It may be a little early, but last weekend spring emerged at our house. Daffodils popped under the mailbox, a pair of doves sat enthroned on the flagstones, and a warm breeze jingled the wind chimes. Jeff and I found our way outside with hedge trimmers in hand, making good on our promise to the dry hydrangeas. We did some overdo pruning and uncovered some unknown problems. It seems the stump by the porch rotted away this season past, and my fertile rosemary turned to a woody limb. We dragged off leaf litter and talked over options of what to do with the stump carcass. New seasons have a way of revealing the need for maintenance.
- Maybe one of you took a new job, or maybe a life change took you to a new state.
- Perhaps a health problem launched you on a new lifestyle.

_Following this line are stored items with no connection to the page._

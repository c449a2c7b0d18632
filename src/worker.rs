//! Offline resource cache lifecycle: install, activate, intercept.
//!
//! The worker keeps exactly one versioned store alive and serves
//! intercepted requests cache-first. All persistent state lives in the
//! [`CacheStore`] collaborator; the worker itself only tracks which
//! lifecycle phase it is in.

use color_eyre::{eyre::eyre, Result};
use futures::future::try_join_all;
use std::collections::BTreeMap;
use std::sync::Arc;

use crate::config::DeployConfig;
use crate::fetch::{FetchedResponse, NetworkFetch};
use crate::request::Request;
use crate::store::{CacheStore, CachedResponse};

/// Where a served response came from.
#[derive(Debug, Clone, Copy, PartialEq, Eq)]
pub enum ServeSource {
  /// Returned from the current version's store, no network access.
  Cache,
  /// Fetched from the network on a cache miss.
  Network,
}

/// A response handed back to the request caller.
#[derive(Debug, Clone)]
pub struct Served {
  pub status: u16,
  pub headers: BTreeMap<String, String>,
  pub body: Vec<u8>,
  pub source: ServeSource,
}

impl Served {
  fn from_cache(cached: CachedResponse) -> Self {
    Self {
      status: cached.response.status,
      headers: cached.response.headers,
      body: cached.response.body,
      source: ServeSource::Cache,
    }
  }

  fn from_network(response: FetchedResponse) -> Self {
    Self {
      status: response.status,
      headers: response.headers,
      body: response.body,
      source: ServeSource::Network,
    }
  }
}

/// Lifecycle phase of the worker.
///
/// `install` moves `Idle` to `Installed` on success; `activate` moves
/// `Installed` to `Active` and is idempotent from there. Requests are
/// only intercepted while `Active`.
#[derive(Debug, Clone, Copy, PartialEq, Eq)]
pub enum LifecyclePhase {
  Idle,
  Installed,
  Active,
}

/// The offline resource cache.
pub struct OfflineCache<S: CacheStore, N: NetworkFetch> {
  store: Arc<S>,
  network: Arc<N>,
  version: String,
  manifest: Vec<String>,
  origin: url::Url,
  phase: LifecyclePhase,
}

impl<S, N> OfflineCache<S, N>
where
  S: CacheStore + 'static,
  N: NetworkFetch,
{
  /// Create a worker for the given deployment.
  ///
  /// Collaborators are shared so a new version's worker can run against
  /// the same store as the one it supersedes.
  pub fn new(config: &DeployConfig, store: Arc<S>, network: Arc<N>) -> Result<Self> {
    config.validate()?;

    Ok(Self {
      store,
      network,
      version: config.version.clone(),
      manifest: config.precache.clone(),
      origin: config.parse_origin()?,
      phase: LifecyclePhase::Idle,
    })
  }

  pub fn phase(&self) -> LifecyclePhase {
    self.phase
  }

  pub fn version(&self) -> &str {
    &self.version
  }

  /// The underlying store collaborator.
  pub fn store(&self) -> &S {
    &self.store
  }

  /// Install: open the current version's store and precache the manifest.
  ///
  /// All-or-nothing: if any manifest entry fails to fetch with a
  /// storable response, the install fails and no activation may follow.
  /// Entries are fetched concurrently and inserted only once every fetch
  /// has succeeded, so a fetch failure leaves no partial entries; an
  /// insert failure can still leave a partial store, which the next
  /// successful version's activation deletes.
  pub async fn install(&mut self) -> Result<()> {
    self
      .store
      .open(&self.version)
      .map_err(|e| eyre!("Failed to open store {}: {}", self.version, e))?;

    let requests: Vec<Request> = self
      .manifest
      .iter()
      .map(|path| Request::resolve(&self.origin, path))
      .collect::<Result<_>>()?;

    let network = &self.network;
    let fetched = try_join_all(requests.iter().map(|request| async move {
      let response = network.fetch(request).await?;
      if !response.is_storable() {
        return Err(eyre!(
          "Precache fetch for {} not storable (status {})",
          request.description(),
          response.status
        ));
      }
      Ok::<_, color_eyre::Report>((request, response))
    }))
    .await
    .map_err(|e| eyre!("Install of {} failed: {}", self.version, e))?;

    for (request, response) in fetched {
      self
        .store
        .put(&self.version, request, &response.to_stored())
        .map_err(|e| eyre!("Install of {} failed: {}", self.version, e))?;
    }

    self.phase = LifecyclePhase::Installed;
    tracing::info!(
      "installed store {} with {} precached entries",
      self.version,
      self.manifest.len()
    );
    Ok(())
  }

  /// Activate: delete every store whose name differs from the current
  /// version, then start intercepting requests.
  ///
  /// Deletions are independent and best-effort; a failed delete is
  /// logged and skipped, never blocking activation.
  pub fn activate(&mut self) -> Result<()> {
    if self.phase == LifecyclePhase::Idle {
      return Err(eyre!(
        "Cannot activate {}: install has not succeeded",
        self.version
      ));
    }

    let names = match self.store.list_names() {
      Ok(names) => names,
      Err(e) => {
        tracing::warn!("store listing failed during activation: {}", e);
        Vec::new()
      }
    };

    for name in names.iter().filter(|n| *n != &self.version) {
      match self.store.delete(name) {
        Ok(_) => tracing::debug!("deleted stale store {}", name),
        Err(e) => tracing::warn!("failed to delete stale store {}: {}", name, e),
      }
    }

    self.phase = LifecyclePhase::Active;
    tracing::info!("store {} active", self.version);
    Ok(())
  }

  /// Intercept a request: serve from cache when stored, otherwise fetch
  /// from the network and write eligible responses through to the store.
  ///
  /// Store failures on lookup or write degrade the entry to network-only
  /// behavior and never surface to the caller; a network failure with no
  /// cached entry propagates unchanged.
  pub async fn handle_request(&self, request: &Request) -> Result<Served> {
    if self.phase != LifecyclePhase::Active {
      return Err(eyre!(
        "Request intercepted while {} is not active",
        self.version
      ));
    }

    match self.store.get(&self.version, request) {
      Ok(Some(cached)) => {
        tracing::debug!("cache hit for {}", request.description());
        return Ok(Served::from_cache(cached));
      }
      Ok(None) => {}
      Err(e) => {
        tracing::warn!(
          "cache lookup for {} failed, falling back to network: {}",
          request.description(),
          e
        );
      }
    }

    let response = self.network.fetch(request).await?;

    if response.is_storable() {
      // The caller gets the original; the stored duplicate is written
      // without making the caller wait, and write failures are swallowed.
      let store = Arc::clone(&self.store);
      let version = self.version.clone();
      let request = request.clone();
      let stored = response.to_stored();
      tokio::spawn(async move {
        if let Err(e) = store.put(&version, &request, &stored) {
          tracing::debug!("cache write for {} failed: {}", request.description(), e);
        }
      });
    }

    Ok(Served::from_network(response))
  }
}
//! Product catalog: lookup, search, featured selection.

use color_eyre::{eyre::eyre, Result};
use serde::{Deserialize, Serialize};

/// A product as shipped in the deploy-time catalog.
#[derive(Debug, Clone, PartialEq, Serialize, Deserialize)]
pub struct Product {
  pub id: u64,
  pub name: String,
  pub description: String,
  pub category: String,
  /// Price in the smallest currency unit.
  pub price: u64,
  /// Subscription duration shown to the buyer (e.g. "30 days").
  pub duration: String,
  #[serde(default)]
  pub featured: bool,
}

/// The fixed product catalog, loaded once at startup.
#[derive(Debug, Clone, Default)]
pub struct Catalog {
  products: Vec<Product>,
}

impl Catalog {
  pub fn new(products: Vec<Product>) -> Self {
    Self { products }
  }

  /// Load a catalog from its YAML form.
  pub fn from_yaml(contents: &str) -> Result<Self> {
    let products: Vec<Product> =
      serde_yaml::from_str(contents).map_err(|e| eyre!("Failed to parse catalog: {}", e))?;
    Ok(Self::new(products))
  }

  pub fn products(&self) -> &[Product] {
    &self.products
  }

  pub fn get(&self, id: u64) -> Option<&Product> {
    self.products.iter().find(|p| p.id == id)
  }

  /// Case-insensitive substring search over name, description, and
  /// category. A blank query returns the whole catalog.
  pub fn search(&self, query: &str) -> Vec<&Product> {
    if query.trim().is_empty() {
      return self.products.iter().collect();
    }

    let term = query.to_lowercase();
    self
      .products
      .iter()
      .filter(|p| {
        p.name.to_lowercase().contains(&term)
          || p.description.to_lowercase().contains(&term)
          || p.category.to_lowercase().contains(&term)
      })
      .collect()
  }

  /// Up to three featured products, in catalog order.
  pub fn featured(&self) -> Vec<&Product> {
    self.products.iter().filter(|p| p.featured).take(3).collect()
  }
}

- You could’ve added a child to your family by foster care, adoption, or pregnancy.
- Maybe children you raised finally left home.

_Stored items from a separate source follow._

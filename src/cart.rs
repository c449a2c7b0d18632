//! Shopping cart, mirrored to the durable state store on every mutation.

use chrono::{DateTime, Utc};
use color_eyre::Result;
use serde::{Deserialize, Serialize};
use std::sync::Arc;

use crate::catalog::Product;
use crate::store::StateStore;

const CART_KEY: &str = "storefront_cart";

/// One line in the cart.
#[derive(Debug, Clone, PartialEq, Serialize, Deserialize)]
pub struct CartItem {
  pub product_id: u64,
  pub name: String,
  pub price: u64,
  pub quantity: u32,
  /// When the product was first added.
  pub added_at: DateTime<Utc>,
}

/// In-memory cart backed by the state store.
///
/// The in-memory list is authoritative during a session; every mutation
/// writes the whole list back so a restart picks up where the buyer
/// left off.
pub struct Cart<S: StateStore> {
  items: Vec<CartItem>,
  state: Arc<S>,
}

impl<S: StateStore> Cart<S> {
  /// Load the cart from the state store.
  ///
  /// A missing or unreadable stored cart starts empty rather than
  /// failing the session.
  pub fn load(state: Arc<S>) -> Self {
    let items = match state.get_value::<Vec<CartItem>>(CART_KEY) {
      Ok(Some(items)) => items,
      Ok(None) => Vec::new(),
      Err(e) => {
        tracing::warn!("stored cart unreadable, starting empty: {}", e);
        Vec::new()
      }
    };

    Self { items, state }
  }

  pub fn items(&self) -> &[CartItem] {
    &self.items
  }

  /// Total number of units across all lines.
  pub fn count(&self) -> u32 {
    self.items.iter().map(|item| item.quantity).sum()
  }

  /// Total price across all lines.
  pub fn total(&self) -> u64 {
    self
      .items
      .iter()
      .map(|item| item.price * u64::from(item.quantity))
      .sum()
  }

  /// Add one unit of a product, creating the line on first add.
  pub fn add(&mut self, product: &Product) -> Result<()> {
    match self.items.iter_mut().find(|i| i.product_id == product.id) {
      Some(item) => item.quantity += 1,
      None => self.items.push(CartItem {
        product_id: product.id,
        name: product.name.clone(),
        price: product.price,
        quantity: 1,
        added_at: Utc::now(),
      }),
    }

    self.persist()
  }

  /// Drop a product's line entirely, whatever its quantity.
  pub fn remove(&mut self, product_id: u64) -> Result<()> {
    self.items.retain(|item| item.product_id != product_id);
    self.persist()
  }

  pub fn clear(&mut self) -> Result<()> {
    self.items.clear();
    self.persist()
  }

  fn persist(&self) -> Result<()> {
    self.state.set_value(CART_KEY, &self.items)
  }
}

- Or maybe one partner retired from a career.
- Perhaps you changed churches or committed to a new ministry.
Any major life change turns the calendar page in a couple’s life.
Our earthly bodies are passing away. Each new season reminds us of the irresistible process of change, and that can be hard for a husband and wife. Instead of smiling at the future, a wife might long for days gone by. Instead of caring for his wife as his own body, a man may mourn the loss of his younger physique. As seasons change, so do we.
The refining fire of transition stretches and tests a couple, giving them the opportunity to know each other in new ways, to grow together, and draw closer. Some couples resist change and find themselves feeling like strangers and drifting apart. Each season brings challenges and beauty.
“For everything there is a season, and a time for every matter under heaven.” (Ecclesiastes 3:1)
I can’t wait to tackle that ugly stump by our front porch, (I’m afraid it’s not Jeff’s priority in this season …) but until it’s gone, I’m going to let it remind me that all seasons are beautiful.
Seasons: A few things I’ve learned
- We have to communicate how we’re feeling
- We can help each other understand it
- We change, so we have to get to know our “new” partner
- We carry our same values to each season
- We give each other perspective
- We have to be honest about our thoughts
- We need unconditional acceptance in uncertain times
- We may need older mentors to guide us
- We should turn to God’s truth as our reference point
- We can embrace new seasons, without devaluing the old
(If you need a reminder of the sweetness of the seasons in marriage, and you don’t have your own stump, this is your invitation to stop by. We’ll drink tea on the porch and talk about the sweet parts of this season, the last, and the ones to come.)